*WORK ORDER*.
Your task is to filter the data below down to the lines holding "LogFormat".

*Saved data entries*.

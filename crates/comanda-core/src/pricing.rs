//! # Pricing & Reconciliation
//!
//! Pure rules that turn a submitted order into authoritative amounts.
//!
//! ## Flow
//! ```text
//! ┌─────────────────────────────────────────────────────────────────────────┐
//! │  LineItemRequest[]                                                      │
//! │       │                                                                 │
//! │       ▼                                                                 │
//! │  check_order()  ── ids parse, qty > 0, toppings sane (no I/O)          │
//! │       │                                                                 │
//! │       ▼                                                                 │
//! │  catalog lookups (comanda-engine, concurrent, order preserved)          │
//! │       │                                                                 │
//! │       ▼                                                                 │
//! │  price_line()   ── exists? active? catalog price × qty + toppings      │
//! │       │                                                                 │
//! │       ▼                                                                 │
//! │  sale_total()  ──► reconcile(payments, total)  ── |Σ paid − total| ≤ 1¢ │
//! └─────────────────────────────────────────────────────────────────────────┘
//! ```
//!
//! The client never supplies a product price. Topping prices are the one
//! exception: toppings have no catalog entry, so their price and quantity are
//! accepted as sent.

use serde::{Deserialize, Serialize};
use uuid::Uuid;

use crate::error::{ValidationError, ValidationResult};
use crate::money::Money;
use crate::types::{LineItemRequest, PaymentMethod, PaymentRequest, Product, ToppingRequest};
use crate::validation::{
    non_blank, parse_product_id, validate_payment_amount, validate_price_cents,
    validate_quantity, validate_topping_name,
};

/// Fixed absolute tolerance between the payment sum and the sale total.
///
/// Absolute rather than relative, whatever the size of the sale.
pub const RECONCILIATION_TOLERANCE: Money = Money::from_cents(1);

// =============================================================================
// Priced Output
// =============================================================================

/// A topping that survived validation (quantity > 0).
#[derive(Debug, Clone, PartialEq, Eq, Serialize, Deserialize)]
pub struct PricedTopping {
    pub name: String,
    pub price: Money,
    pub quantity: i64,
}

/// A line that passed field checks but has not been priced yet.
#[derive(Debug, Clone, PartialEq, Eq)]
pub struct CheckedLine {
    pub product_id: Uuid,
    pub quantity: i64,
    pub notes: Option<String>,
    pub toppings: Vec<PricedTopping>,
}

/// A line priced against the catalog, ready to be persisted.
#[derive(Debug, Clone, PartialEq, Eq, Serialize, Deserialize)]
pub struct PricedItem {
    pub product_id: String,
    /// Catalog name at pricing time.
    pub name: String,
    pub quantity: i64,
    /// Catalog price at pricing time.
    pub unit_price: Money,
    pub subtotal: Money,
    pub notes: Option<String>,
    pub toppings: Vec<PricedTopping>,
}

/// A payment split that passed validation.
#[derive(Debug, Clone, PartialEq, Eq, Serialize, Deserialize)]
pub struct ValidatedPayment {
    pub method: PaymentMethod,
    pub amount: Money,
    pub reference: Option<String>,
}

// =============================================================================
// Line Checks
// =============================================================================

/// Field checks for every line of an order.
///
/// Fails on the first invalid line. An empty order is rejected.
pub fn check_order(items: &[LineItemRequest]) -> ValidationResult<Vec<CheckedLine>> {
    if items.is_empty() {
        return Err(ValidationError::empty("items"));
    }

    items.iter().map(check_line).collect()
}

/// Field checks for a single line. No catalog access.
///
/// Toppings with `quantity <= 0` are dropped here, before their other fields
/// are looked at.
pub fn check_line(request: &LineItemRequest) -> ValidationResult<CheckedLine> {
    let product_id = parse_product_id(&request.product_id)?;
    validate_quantity(request.quantity)?;

    let toppings = request
        .toppings
        .iter()
        .filter(|t| t.quantity > 0)
        .map(check_topping)
        .collect::<ValidationResult<Vec<_>>>()?;

    Ok(CheckedLine {
        product_id,
        quantity: request.quantity,
        notes: non_blank(request.notes.as_deref()),
        toppings,
    })
}

fn check_topping(topping: &ToppingRequest) -> ValidationResult<PricedTopping> {
    let name = validate_topping_name(&topping.name)?;
    validate_price_cents("toppings.price", topping.price_cents)?;

    Ok(PricedTopping {
        name,
        price: Money::from_cents(topping.price_cents),
        quantity: topping.quantity,
    })
}

// =============================================================================
// Pricing
// =============================================================================

/// Prices a checked line against its catalog entry.
///
/// `product` is what the catalog returned for `line.product_id` in the
/// requesting tenant. A product belonging to another tenant is treated as
/// absent.
///
/// ## Example
/// ```rust
/// use chrono::Utc;
/// use comanda_core::pricing::{check_line, price_line};
/// use comanda_core::{LineItemRequest, Product, ToppingRequest};
///
/// let product = Product {
///     id: "550e8400-e29b-41d4-a716-446655440000".into(),
///     tenant_id: "t1".into(),
///     category_id: None,
///     name: "Hamburguesa".into(),
///     description: None,
///     price_cents: 1000,
///     image_url: None,
///     is_active: true,
///     created_at: Utc::now(),
///     updated_at: Utc::now(),
/// };
/// let line = check_line(&LineItemRequest {
///     product_id: product.id.clone(),
///     quantity: 2,
///     notes: None,
///     toppings: vec![ToppingRequest { name: "queso".into(), price_cents: 100, quantity: 1 }],
/// })
/// .unwrap();
///
/// let priced = price_line("t1", line, Some(&product)).unwrap();
/// assert_eq!(priced.subtotal.cents(), 2100);
/// ```
pub fn price_line(
    tenant_id: &str,
    line: CheckedLine,
    product: Option<&Product>,
) -> ValidationResult<PricedItem> {
    let product_id = line.product_id.to_string();

    let product = match product {
        Some(p) if p.tenant_id == tenant_id => p,
        _ => return Err(ValidationError::UnknownProduct { product_id }),
    };

    if !product.is_active {
        return Err(ValidationError::InactiveProduct { product_id });
    }

    validate_price_cents("unit_price", product.price_cents)?;

    let unit_price = product.price();
    let mut subtotal = unit_price
        .checked_mul_quantity(line.quantity)
        .ok_or_else(|| ValidationError::overflow("subtotal"))?;

    for topping in &line.toppings {
        subtotal = topping
            .price
            .checked_mul_quantity(topping.quantity)
            .and_then(|extra| subtotal.checked_add(extra))
            .ok_or_else(|| ValidationError::overflow("subtotal"))?;
    }

    Ok(PricedItem {
        product_id,
        name: product.name.clone(),
        quantity: line.quantity,
        unit_price,
        subtotal,
        notes: line.notes,
        toppings: line.toppings,
    })
}

/// Sum of the line subtotals.
pub fn sale_total(items: &[PricedItem]) -> ValidationResult<Money> {
    items.iter().try_fold(Money::zero(), |acc, item| {
        acc.checked_add(item.subtotal)
            .ok_or_else(|| ValidationError::overflow("total"))
    })
}

// =============================================================================
// Reconciliation
// =============================================================================

/// Validates each payment split: known method, positive amount.
///
/// An empty list is rejected.
pub fn validate_payments(payments: &[PaymentRequest]) -> ValidationResult<Vec<ValidatedPayment>> {
    if payments.is_empty() {
        return Err(ValidationError::empty("payments"));
    }

    payments
        .iter()
        .map(|p| {
            let method: PaymentMethod = p.method.parse()?;
            validate_payment_amount(p.amount_cents)?;

            Ok(ValidatedPayment {
                method,
                amount: Money::from_cents(p.amount_cents),
                reference: non_blank(p.reference.as_deref()),
            })
        })
        .collect()
}

/// Checks that the payment splits settle `total` within
/// [`RECONCILIATION_TOLERANCE`].
///
/// ```rust
/// use comanda_core::money::Money;
/// use comanda_core::pricing::{reconcile, ValidatedPayment};
/// use comanda_core::PaymentMethod;
///
/// let cash = |cents| ValidatedPayment {
///     method: PaymentMethod::Cash,
///     amount: Money::from_cents(cents),
///     reference: None,
/// };
/// let total = Money::from_cents(2100);
///
/// assert!(reconcile(&[cash(2100)], total).is_ok());
/// assert!(reconcile(&[cash(2099)], total).is_ok());
/// assert!(reconcile(&[cash(2000)], total).is_err());
/// ```
pub fn reconcile(payments: &[ValidatedPayment], total: Money) -> ValidationResult<()> {
    if payments.is_empty() {
        return Err(ValidationError::empty("payments"));
    }

    let paid = payments.iter().try_fold(Money::zero(), |acc, p| {
        acc.checked_add(p.amount)
            .ok_or_else(|| ValidationError::overflow("payments"))
    })?;

    if paid.distance(total) > RECONCILIATION_TOLERANCE {
        return Err(ValidationError::PaymentMismatch { total, paid });
    }

    Ok(())
}
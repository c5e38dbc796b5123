//! Engine configuration module.
//!
//! Configuration is loaded from environment variables with fallback to defaults.

use std::env;
use std::path::PathBuf;
use std::str::FromStr;
use std::time::Duration;

use comanda_core::invoice::{InvoiceLayout, MIN_INVOICE_WIDTH};
use comanda_db::DbConfig;

/// Log output format.
#[derive(Debug, Clone, Copy, PartialEq, Eq, Default)]
pub enum LogFormat {
    /// Human-readable, multi-line.
    #[default]
    Pretty,
    /// One JSON object per event.
    Json,
}

impl FromStr for LogFormat {
    type Err = ();

    fn from_str(s: &str) -> Result<Self, Self::Err> {
        match s.trim().to_ascii_lowercase().as_str() {
            "pretty" => Ok(LogFormat::Pretty),
            "json" => Ok(LogFormat::Json),
            _ => Err(()),
        }
    }
}

/// Engine configuration.
#[derive(Debug, Clone, PartialEq, Eq)]
pub struct EngineConfig {
    /// SQLite database file
    pub database_path: PathBuf,

    /// Pool size
    pub db_max_connections: u32,

    /// Pool acquire timeout in seconds
    pub db_connect_timeout_secs: u64,

    /// Default tracing filter; `RUST_LOG` wins when set
    pub log_filter: String,

    /// Log output format
    pub log_format: LogFormat,

    /// Invoice columns
    pub invoice_width: usize,

    /// Invoice time zone, minutes east of UTC
    pub invoice_utc_offset_minutes: i32,
}

impl Default for EngineConfig {
    fn default() -> Self {
        EngineConfig {
            database_path: PathBuf::from("./comanda.db"),
            db_max_connections: 5,
            db_connect_timeout_secs: 30,
            log_filter: "info".to_string(),
            log_format: LogFormat::Pretty,
            invoice_width: 48,
            invoice_utc_offset_minutes: 0,
        }
    }
}

impl EngineConfig {
    /// Load configuration from environment variables.
    pub fn load() -> Result<Self, ConfigError> {
        Self::load_from(|name| env::var(name).ok())
    }

    /// Load configuration through an arbitrary variable lookup.
    pub fn load_from(lookup: impl Fn(&str) -> Option<String>) -> Result<Self, ConfigError> {
        let defaults = EngineConfig::default();

        let config = EngineConfig {
            database_path: lookup("COMANDA_DATABASE_PATH")
                .map(PathBuf::from)
                .unwrap_or(defaults.database_path),

            db_max_connections: parse_var(
                &lookup,
                "COMANDA_DB_MAX_CONNECTIONS",
                defaults.db_max_connections,
            )?,

            db_connect_timeout_secs: parse_var(
                &lookup,
                "COMANDA_DB_CONNECT_TIMEOUT_SECS",
                defaults.db_connect_timeout_secs,
            )?,

            log_filter: lookup("COMANDA_LOG").unwrap_or(defaults.log_filter),

            log_format: parse_var(&lookup, "COMANDA_LOG_FORMAT", defaults.log_format)?,

            invoice_width: parse_var(&lookup, "COMANDA_INVOICE_WIDTH", defaults.invoice_width)?,

            invoice_utc_offset_minutes: parse_var(
                &lookup,
                "COMANDA_INVOICE_UTC_OFFSET_MINUTES",
                defaults.invoice_utc_offset_minutes,
            )?,
        };

        if config.db_max_connections == 0 {
            return Err(ConfigError::InvalidValue(
                "COMANDA_DB_MAX_CONNECTIONS".to_string(),
            ));
        }

        if config.invoice_width < MIN_INVOICE_WIDTH {
            return Err(ConfigError::InvalidValue("COMANDA_INVOICE_WIDTH".to_string()));
        }

        // FixedOffset accepts strictly less than a day either way.
        if config.invoice_utc_offset_minutes.unsigned_abs() >= 24 * 60 {
            return Err(ConfigError::InvalidValue(
                "COMANDA_INVOICE_UTC_OFFSET_MINUTES".to_string(),
            ));
        }

        Ok(config)
    }

    /// Database settings derived from this configuration.
    pub fn db_config(&self) -> DbConfig {
        DbConfig::new(&self.database_path)
            .max_connections(self.db_max_connections)
            .connect_timeout(Duration::from_secs(self.db_connect_timeout_secs))
    }

    /// Invoice layout derived from this configuration.
    pub fn invoice_layout(&self) -> InvoiceLayout {
        InvoiceLayout::new(self.invoice_width, self.invoice_utc_offset_minutes)
    }
}

fn parse_var<T: FromStr>(
    lookup: &impl Fn(&str) -> Option<String>,
    name: &str,
    default: T,
) -> Result<T, ConfigError> {
    match lookup(name) {
        Some(raw) => raw
            .trim()
            .parse()
            .map_err(|_| ConfigError::InvalidValue(name.to_string())),
        None => Ok(default),
    }
}

/// Configuration error types.
#[derive(Debug, thiserror::Error)]
pub enum ConfigError {
    #[error("Invalid value for {0}")]
    InvalidValue(String),
}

*RESPONSE AREA*.
pub enum LogFormat {
impl FromStr for LogFormat {
            "pretty" => Ok(LogFormat::Pretty),
            "json" => Ok(LogFormat::Json),
    pub log_format: LogFormat,
            log_format: LogFormat::Pretty,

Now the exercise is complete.